(Directions) Keeping every word in place, write out the entries that come next.

(Material for the task)
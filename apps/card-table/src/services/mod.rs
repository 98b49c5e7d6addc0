//! Write paths for the REST surface: field checks, reference checks, then persistence.

pub mod cards;
pub mod commands;
pub mod games;
pub mod stacks;

pub use cards::CardService;
pub use commands::{CommandOutcome, CommandService, CommandView};
pub use games::GameService;
pub use stacks::StackService;
//! Assertions over Problem Details error bodies and `{"data": ...}` envelopes.

use actix_web::body::{to_bytes, BoxBody};
use actix_web::dev::ServiceResponse;
use actix_web::http::StatusCode;
use serde::{Deserialize, Serialize};
use serde_json::Value;

/// Mirror of the application's Problem Details body
#[derive(Debug, Deserialize, Serialize)]
pub struct ProblemDetailsLike {
    #[serde(rename = "type")]
    pub type_: String,
    pub title: String,
    pub status: u16,
    pub detail: String,
    pub code: String,
    pub trace_id: String,
}

/// Assert that `resp` is a Problem Details response with the given status and
/// code, whose `trace_id` matches the `x-trace-id` header, and whose detail
/// contains `detail_contains` when given. Returns the parsed body.
pub async fn assert_problem_details(
    resp: ServiceResponse<BoxBody>,
    expected_status: StatusCode,
    expected_code: &str,
    detail_contains: Option<&str>,
) -> ProblemDetailsLike {
    assert_eq!(resp.status(), expected_status);

    let content_type = resp
        .headers()
        .get("content-type")
        .and_then(|v| v.to_str().ok())
        .unwrap_or_default()
        .to_string();
    assert_eq!(content_type, "application/problem+json");

    let trace_id_header = resp
        .headers()
        .get("x-trace-id")
        .expect("x-trace-id header should be present")
        .to_str()
        .expect("x-trace-id header should be valid UTF-8")
        .to_string();

    let body = to_bytes(resp.into_body())
        .await
        .unwrap_or_else(|_| panic!("response body should be readable"));
    let problem: ProblemDetailsLike =
        serde_json::from_slice(&body).expect("body should be Problem Details JSON");

    assert_eq!(problem.trace_id, trace_id_header, "body trace_id should match header");
    assert_eq!(problem.code, expected_code);
    assert_eq!(problem.status, expected_status.as_u16());
    if let Some(expected) = detail_contains {
        assert!(
            problem.detail.contains(expected),
            "expected detail to contain '{expected}', got '{}'",
            problem.detail
        );
    }
    problem
}

/// Assert the status of a successful response and return its `data` payload.
pub async fn read_data(resp: ServiceResponse<BoxBody>, expected_status: StatusCode) -> Value {
    let status = resp.status();
    let body = to_bytes(resp.into_body())
        .await
        .unwrap_or_else(|_| panic!("response body should be readable"));
    assert_eq!(
        status,
        expected_status,
        "unexpected status; body: {}",
        String::from_utf8_lossy(&body)
    );

    let mut envelope: Value = serde_json::from_slice(&body).expect("body should be JSON");
    envelope
        .get_mut("data")
        .map(Value::take)
        .expect("body should carry a data envelope")
}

(Output below)
filename apps/card-table/src/services/mod.rs
repository 98b49c5e7d6addc0
//! Write paths for the REST surface: field checks, reference checks, then persistence.

pub mod cards;
pub mod commands;
pub mod games;
pub mod stacks;

pub use cards::CardService;
pub use commands::{CommandOutcome, CommandService, CommandView};
pub use games::GameService;
pub use stacks::StackService;
//! Assertions over Problem Details error bodies and `{"data": ...}` envelopes.

use actix_web::body::{to_bytes, BoxBody};
use actix_web::dev::ServiceResponse;
use actix_web::http::StatusCode;
use serde::{Deserialize, Serialize};
use serde_json::Value;

/// Mirror of the application's Problem Details body
#[derive(Debug, Deserialize, Serialize)]
pub struct ProblemDetailsLike {
    #[serde(rename = "type")]
    pub type_: String,
    pub title: String,
    pub status: u16,
    pub detail: String,
    pub code: String,
    pub trace_id: String,
}

/// Assert that `resp` is a Problem Details response with the given status and
/// code, whose `trace_id` matches the `x-trace-id` header, and whose detail
/// contains `detail_contains` when given. Returns the parsed body.
pub async fn assert_problem_details(
    resp: ServiceResponse<BoxBody>,
    expected_status: StatusCode,
    expected_code: &str,
    detail_contains: Option<&str>,
) -> ProblemDetailsLike {
    assert_eq!(resp.status(), expected_status);

    let content_type = resp
        .headers()
        .get("content-type")
        .and_then(|v| v.to_str().ok())
        .unwrap_or_default()
        .to_string();
    assert_eq!(content_type, "application/problem+json");

    let trace_id_header = resp
        .headers()
        .get("x-trace-id")
        .expect("x-trace-id header should be present")
        .to_str()
        .expect("x-trace-id header should be valid UTF-8")
        .to_string();

    let body = to_bytes(resp.into_body())
        .await
        .unwrap_or_else(|_| panic!("response body should be readable"));
    let problem: ProblemDetailsLike =
        serde_json::from_slice(&body).expect("body should be Problem Details JSON");

    assert_eq!(problem.trace_id, trace_id_header, "body trace_id should match header");
    assert_eq!(problem.code, expected_code);
    assert_eq!(problem.status, expected_status.as_u16());
    if let Some(expected) = detail_contains {
        assert!(
            problem.detail.contains(expected),
            "expected detail to contain '{expected}', got '{}'",
            problem.detail
        );
    }
    problem
}

/// Assert the status of a successful response and return its `data` payload.
pub async fn read_data(resp: ServiceResponse<BoxBody>, expected_status: StatusCode) -> Value {
    let status = resp.status();
    let body = to_bytes(resp.into_body())
        .await
        .unwrap_or_else(|_| panic!("response body should be readable"));
    assert_eq!(
        status,
        expected_status,
        "unexpected status; body: {}",
        String::from_utf8_lossy(&body)
    );

    let mut envelope: Value = serde_json::from_slice(&body).expect("body should be JSON");
    envelope
        .get_mut("data")
        .map(Value::take)
        .expect("body should carry a data envelope")
}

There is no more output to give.